Les impacts économiques opérationnels et financiers peuvent être considérables dans le cadre des réalités de l’entreprise, car ils concernent potentiellement un nombre élevé d’objets « pris en leasing / loués » à des tiers, comme par exemple :
- Immeubles commerciaux et résidentiels ;
- Parc automobile ;
- Matériel informatique (Serveurs, photocopieurs, imprimantes, PC, etc.) ;
- Équipements industriels (chariots élévateurs, machines, etc.).
Par ailleurs, d’un point de vue stratégique, la norme IFRS16 impose une réflexion sur la manière de disposer d’un actif : achat ou location ? Les clés pour analyser et gérer correctement ces innovations sont les suivantes :
- Réaliser une cartographie précise des processus, en identifiant toutes les responsabilités impliquées ;
- Se doter d’outils IT permettant de gérer couramment les dimensions contractuelles fondamentales qui impactent IFRS16.
- Évaluer les impacts, les changements de processus et d’infrastructure.

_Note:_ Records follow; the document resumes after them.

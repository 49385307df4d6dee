//! Opportunity, recipient and donor records.

use chrono::{DateTime, Utc};
use rust_decimal::prelude::ToPrimitive;
use rust_decimal::{Decimal, RoundingStrategy};
use serde::{Deserialize, Serialize};

/// What a donation opportunity is about.
#[derive(Debug, Clone, Copy, PartialEq, Eq, Hash, Serialize, Deserialize)]
pub enum DonationCategory {
    Education,
    Healthcare,
    Environment,
    Technology,
    Community,
    Arts,
    #[serde(rename = "Emergency Relief")]
    EmergencyRelief,
    Infrastructure,
    Research,
}

impl DonationCategory {
    pub const ALL: [DonationCategory; 9] = [
        Self::Education,
        Self::Healthcare,
        Self::Environment,
        Self::Technology,
        Self::Community,
        Self::Arts,
        Self::EmergencyRelief,
        Self::Infrastructure,
        Self::Research,
    ];

    pub fn as_str(&self) -> &'static str {
        match self {
            Self::Education => "Education",
            Self::Healthcare => "Healthcare",
            Self::Environment => "Environment",
            Self::Technology => "Technology",
            Self::Community => "Community",
            Self::Arts => "Arts",
            Self::EmergencyRelief => "Emergency Relief",
            Self::Infrastructure => "Infrastructure",
            Self::Research => "Research",
        }
    }
}

impl std::fmt::Display for DonationCategory {
    fn fmt(&self, f: &mut std::fmt::Formatter<'_>) -> std::fmt::Result {
        f.write_str(self.as_str())
    }
}

impl std::str::FromStr for DonationCategory {
    type Err = String;
    fn from_str(s: &str) -> Result<Self, Self::Err> {
        Self::ALL
            .iter()
            .find(|c| c.as_str() == s)
            .copied()
            .ok_or_else(|| format!("Unknown category: {}", s))
    }
}

/// What kind of evidence a recipient publishes.
#[derive(Debug, Clone, Copy, PartialEq, Eq, Hash, Serialize, Deserialize)]
pub enum ProofType {
    Images,
    Text,
    Documents,
    Video,
    Multiple,
}

impl ProofType {
    pub const ALL: [ProofType; 5] = [
        Self::Images,
        Self::Text,
        Self::Documents,
        Self::Video,
        Self::Multiple,
    ];

    pub fn as_str(&self) -> &'static str {
        match self {
            Self::Images => "Images",
            Self::Text => "Text",
            Self::Documents => "Documents",
            Self::Video => "Video",
            Self::Multiple => "Multiple",
        }
    }
}

impl std::fmt::Display for ProofType {
    fn fmt(&self, f: &mut std::fmt::Formatter<'_>) -> std::fmt::Result {
        f.write_str(self.as_str())
    }
}

impl std::str::FromStr for ProofType {
    type Err = String;
    fn from_str(s: &str) -> Result<Self, Self::Err> {
        Self::ALL
            .iter()
            .find(|p| p.as_str() == s)
            .copied()
            .ok_or_else(|| format!("Unknown proof type: {}", s))
    }
}

/// Currencies a donor can pick in the donate form.
#[derive(Debug, Clone, Copy, PartialEq, Eq, Hash, Serialize, Deserialize)]
#[serde(rename_all = "UPPERCASE")]
pub enum CryptoCurrency {
    Eth,
    Usdc,
    Dai,
}

impl CryptoCurrency {
    /// Currencies offered by the donate form.
    pub const DONATABLE: [CryptoCurrency; 3] = [Self::Eth, Self::Usdc, Self::Dai];

    pub fn as_str(&self) -> &'static str {
        match self {
            Self::Eth => "ETH",
            Self::Usdc => "USDC",
            Self::Dai => "DAI",
        }
    }
}

impl Default for CryptoCurrency {
    fn default() -> Self {
        Self::Eth
    }
}

impl std::fmt::Display for CryptoCurrency {
    fn fmt(&self, f: &mut std::fmt::Formatter<'_>) -> std::fmt::Result {
        f.write_str(self.as_str())
    }
}

impl std::str::FromStr for CryptoCurrency {
    type Err = String;
    fn from_str(s: &str) -> Result<Self, Self::Err> {
        match s {
            "ETH" => Ok(Self::Eth),
            "USDC" => Ok(Self::Usdc),
            "DAI" => Ok(Self::Dai),
            _ => Err(format!("Unknown currency: {}", s)),
        }
    }
}

/// Where an opportunity takes place.
#[derive(Debug, Clone, PartialEq, Eq, Serialize, Deserialize)]
pub struct Geography {
    pub country: String,
    #[serde(default, skip_serializing_if = "Option::is_none")]
    pub city: Option<String>,
    /// Global initiatives match every country filter.
    pub global: bool,
}

/// A fundable cause.
#[derive(Debug, Clone, Serialize, Deserialize)]
#[serde(rename_all = "camelCase")]
pub struct DonationOpportunity {
    pub id: String,
    pub title: String,
    pub summary: String,
    pub category: DonationCategory,
    pub location: Geography,
    pub proof_type: ProofType,
    pub description: String,
    pub proof_urls: Vec<String>,
    pub recipient_address: String,
    pub goal_amount: Decimal,
    pub raised_amount: Decimal,
    pub created_at: DateTime<Utc>,
    pub recipient_id: String,
    pub featured: bool,
    /// How $1K could help.
    pub impact: String,
}

impl DonationOpportunity {
    /// Share of the goal raised so far, as a whole percentage (half rounds up).
    pub fn percent_funded(&self) -> u32 {
        if self.goal_amount <= Decimal::ZERO {
            return 0;
        }
        (self.raised_amount / self.goal_amount * Decimal::ONE_HUNDRED)
            .round_dp_with_strategy(0, RoundingStrategy::MidpointAwayFromZero)
            .to_u32()
            .unwrap_or(0)
    }
}

/// The verified party behind one or more opportunities.
#[derive(Debug, Clone, Serialize, Deserialize)]
#[serde(rename_all = "camelCase")]
pub struct Recipient {
    pub id: String,
    pub name: String,
    pub wallet_address: String,
    pub kyc_verified: bool,
    pub biography: String,
    /// IDs of the opportunities this recipient created.
    pub opportunities: Vec<String>,
    pub proof_of_work: String,
    pub created_at: DateTime<Utc>,
}

/// One past donation in a donor's history.
#[derive(Debug, Clone, Serialize, Deserialize)]
#[serde(rename_all = "camelCase")]
pub struct DonationHistory {
    pub opportunity_id: String,
    pub amount: Decimal,
    pub currency: CryptoCurrency,
    pub timestamp: DateTime<Utc>,
    pub transaction_hash: String,
}

/// Donor preferences and history shown on the dashboard.
#[derive(Debug, Clone, Serialize, Deserialize)]
#[serde(rename_all = "camelCase")]
pub struct Donor {
    pub id: String,
    #[serde(default)]
    pub preferred_categories: Vec<DonationCategory>,
    #[serde(default)]
    pub preferred_geographies: Vec<Geography>,
    pub donation_history: Vec<DonationHistory>,
    pub show_active_only: bool,
    pub created_at: DateTime<Utc>,
}

impl Donor {
    /// Sum of all historical donations, regardless of currency.
    pub fn total_donated(&self) -> Decimal {
        self.donation_history.iter().map(|d| d.amount).sum()
    }
}
//! Client routes and the page views they render.

pub mod route;
pub mod routes;
pub mod view;

pub use route::Route;
pub use routes::{fallback, page_routes};
pub use view::{OpportunityCard, PageView, render};
//! Wallet connection, donations and proof storage.
//!
//! [`WalletContext`] is the only entry point the rest of the app uses. It
//! talks to a [`WalletGateway`] and a [`StorageGateway`]; the
//! [`simulated`] module provides stand-ins for both.

pub mod context;
pub mod gateway;
pub mod routes;
pub mod simulated;
pub mod state;

pub use context::{WalletContext, WalletSnapshot};
pub use gateway::{
    DonationRequest, DonationTransaction, ProofFile, ProofMetadata, StorageGateway,
    TransactionReceipt, TransactionStatus, WalletGateway, WalletSession,
};
pub use routes::{WalletRouteState, wallet_routes};
pub use simulated::{SimulatedStorage, SimulatedWallet};
pub use state::ConnectionState;
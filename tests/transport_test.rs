//! Real transports: pty-backed commands and the forwarder/emulator bridge.

use boot_tests::markers::DEFAULT_EXPECTED_PRINT;
use boot_tests::pty::PtyPair;
use boot_tests::{
    BootOutcome, BootTest, BootTestConfig, ChainbootTransport, DirectTransport, ExpectedPrint,
};
use std::io::Write;
use std::path::Path;
use std::time::{Duration, Instant};

const STEP: Duration = Duration::from_secs(10);

#[test]
fn direct_command_on_pty_passes_and_is_killed_at_teardown() {
    let transport = DirectTransport::command(
        "printf 'kernel up\\nEchoing input now\\n'; sleep 30",
        "\r\n",
    );
    let started = Instant::now();
    let report = BootTest::new("direct", transport)
        .subtest(ExpectedPrint::new(DEFAULT_EXPECTED_PRINT, STEP))
        .run();

    assert!(report.passed(), "{:?}", report.outcome);
    assert_eq!(report.output, ["kernel up", "Echoing input now"]);
    assert!(started.elapsed() < Duration::from_secs(20));
}

#[test]
fn direct_command_exit_closes_stream() {
    let transport = DirectTransport::command("printf 'only this\\n'", "\r\n");
    let report = BootTest::new("direct", transport)
        .subtest(ExpectedPrint::new(DEFAULT_EXPECTED_PRINT, STEP))
        .run();

    match &report.outcome {
        BootOutcome::Failed { kind, captured, .. } => {
            assert_eq!(kind, "ExpectationError");
            assert_eq!(captured, &["only this"]);
        }
        BootOutcome::Passed => panic!("target exited without the marker"),
    }
}

/// Descriptors of this process currently open on `path`.
fn open_handles(path: &Path) -> usize {
    std::fs::read_dir("/proc/self/fd")
        .unwrap()
        .filter_map(|entry| std::fs::read_link(entry.ok()?.path()).ok())
        .filter(|target| target == path)
        .count()
}

#[test]
#[cfg(target_os = "linux")]
fn device_is_released_when_run_finishes() {
    let mut pty = PtyPair::open().unwrap();
    let device = pty.secondary_path.clone();
    let before = open_handles(&device);

    pty.main.write_all(b"Echoing input now\n").unwrap();
    let report = BootTest::new("device", DirectTransport::device(&device, "\n"))
        .subtest(ExpectedPrint::new(DEFAULT_EXPECTED_PRINT, STEP))
        .run();

    assert!(report.passed(), "{:?}", report.outcome);
    assert_eq!(open_handles(&device), before);
}

#[test]
fn missing_device_fails_setup() {
    let transport = DirectTransport::device("/dev/does-not-exist-ttyUSB9", "\n");
    let report = BootTest::new("device", transport)
        .subtest(ExpectedPrint::new(DEFAULT_EXPECTED_PRINT, STEP))
        .run();

    match &report.outcome {
        BootOutcome::Failed {
            subtest, reason, ..
        } => {
            assert_eq!(subtest, "setup");
            assert!(reason.contains("/dev/does-not-exist-ttyUSB9"));
        }
        BootOutcome::Passed => panic!("device does not exist"),
    }
}

#[test]
fn chainboot_relays_emulator_output_through_forwarder() {
    let dir = tempfile::tempdir().unwrap();
    let payload = dir.path().join("demo_payload.img");
    std::fs::write(&payload, b"\0\0\0\0").unwrap();

    // Stand-in forwarder: announce readiness, then relay the serial line.
    let forwarder = dir.path().join("forwarder.sh");
    std::fs::write(
        &forwarder,
        "echo \"[MP] Please power the target now\"\nexec cat \"$1\"\n",
    )
    .unwrap();

    let mut config = BootTestConfig::default();
    config.forwarder = format!("sh {}", forwarder.display());
    config.handshake_timeout_secs = 10;

    let transport = ChainbootTransport::new(
        "printf 'chainloaded\\nEchoing input now\\n'; sleep 30",
        &payload,
        &config,
    );
    let report = BootTest::new("chainboot", transport)
        .subtest(ExpectedPrint::new(DEFAULT_EXPECTED_PRINT, STEP))
        .run();

    assert!(report.passed(), "{:?}", report.outcome);
    let handshake = report
        .output
        .iter()
        .position(|l| l.contains("Please power the target now"))
        .unwrap();
    let marker = report
        .output
        .iter()
        .position(|l| l.contains(DEFAULT_EXPECTED_PRINT))
        .unwrap();
    assert!(handshake < marker);
    assert!(report.output.iter().any(|l| l == "chainloaded"));
}

#[test]
fn chainboot_without_power_request_fails_in_handshake() {
    let dir = tempfile::tempdir().unwrap();
    let payload = dir.path().join("demo_payload.img");
    std::fs::write(&payload, b"\0").unwrap();

    let mut config = BootTestConfig::default();
    config.forwarder = "sleep 30 #".to_string();
    config.handshake_timeout_secs = 1;

    let transport = ChainbootTransport::new("true", &payload, &config);
    let report = BootTest::new("chainboot", transport)
        .subtest(ExpectedPrint::new(DEFAULT_EXPECTED_PRINT, STEP))
        .run();

    match &report.outcome {
        BootOutcome::Failed {
            subtest, kind, ordinal, ..
        } => {
            assert_eq!(subtest, "Waiting for request to power target");
            assert_eq!(kind, "TimeoutError");
            assert_eq!(*ordinal, 1);
        }
        BootOutcome::Passed => panic!("forwarder never asked for power"),
    }
}
//! Post-processing of the finalized output log.
//!
//! Bridged transports print progress as `12%\r34%\r...`, overwriting the
//! terminal line in place. For the stored log only the text after the last
//! carriage return is meaningful; everything before it is replaced by a short
//! marker.

/// Replacement rule for carriage-return progress segments.
#[derive(Debug, Clone, PartialEq, Eq)]
pub struct LineCleanup {
    /// Text substituted for everything up to and including the last `\r`.
    pub marker: String,
}

impl Default for LineCleanup {
    fn default() -> Self {
        Self {
            marker: "  ".to_string(),
        }
    }
}

impl LineCleanup {
    pub fn new(marker: impl Into<String>) -> Self {
        Self {
            marker: marker.into(),
        }
    }

    /// Collapse a single line. Lines without `\r` are returned unchanged.
    ///
    /// Idempotent as long as the marker itself contains no `\r`, which the
    /// configuration layer enforces.
    pub fn collapse(&self, line: &str) -> String {
        match line.rfind('\r') {
            Some(idx) => format!("{}{}", self.marker, &line[idx + 1..]),
            None => line.to_string(),
        }
    }

    /// Collapse every line in place.
    pub fn apply(&self, lines: &mut [String]) {
        for line in lines.iter_mut() {
            if line.contains('\r') {
                *line = self.collapse(line);
            }
        }
    }
}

Lors du choix de l’outil IT de gestion des contrats, les principales exigences doivent être les suivantes :
- Configurabilité du système, en termes de différents types de biens/services gérés;
- Interopérabilité entre les différents départements impliqués : en général, il n’y a pas de point unique de gestion des contrats au niveau de l’entreprise, mais plusieurs départements sont impliqués ;
- Évolutivité du système, compte tenu de la variabilité des contrats dans le temps.
Un outil ad hoc pour la gestion des contrats permet d’obtenir données et processus cohérents au niveau de l’entreprise, ce qui est une condition nécessaire pour les évaluations opérationnelles et stratégiques.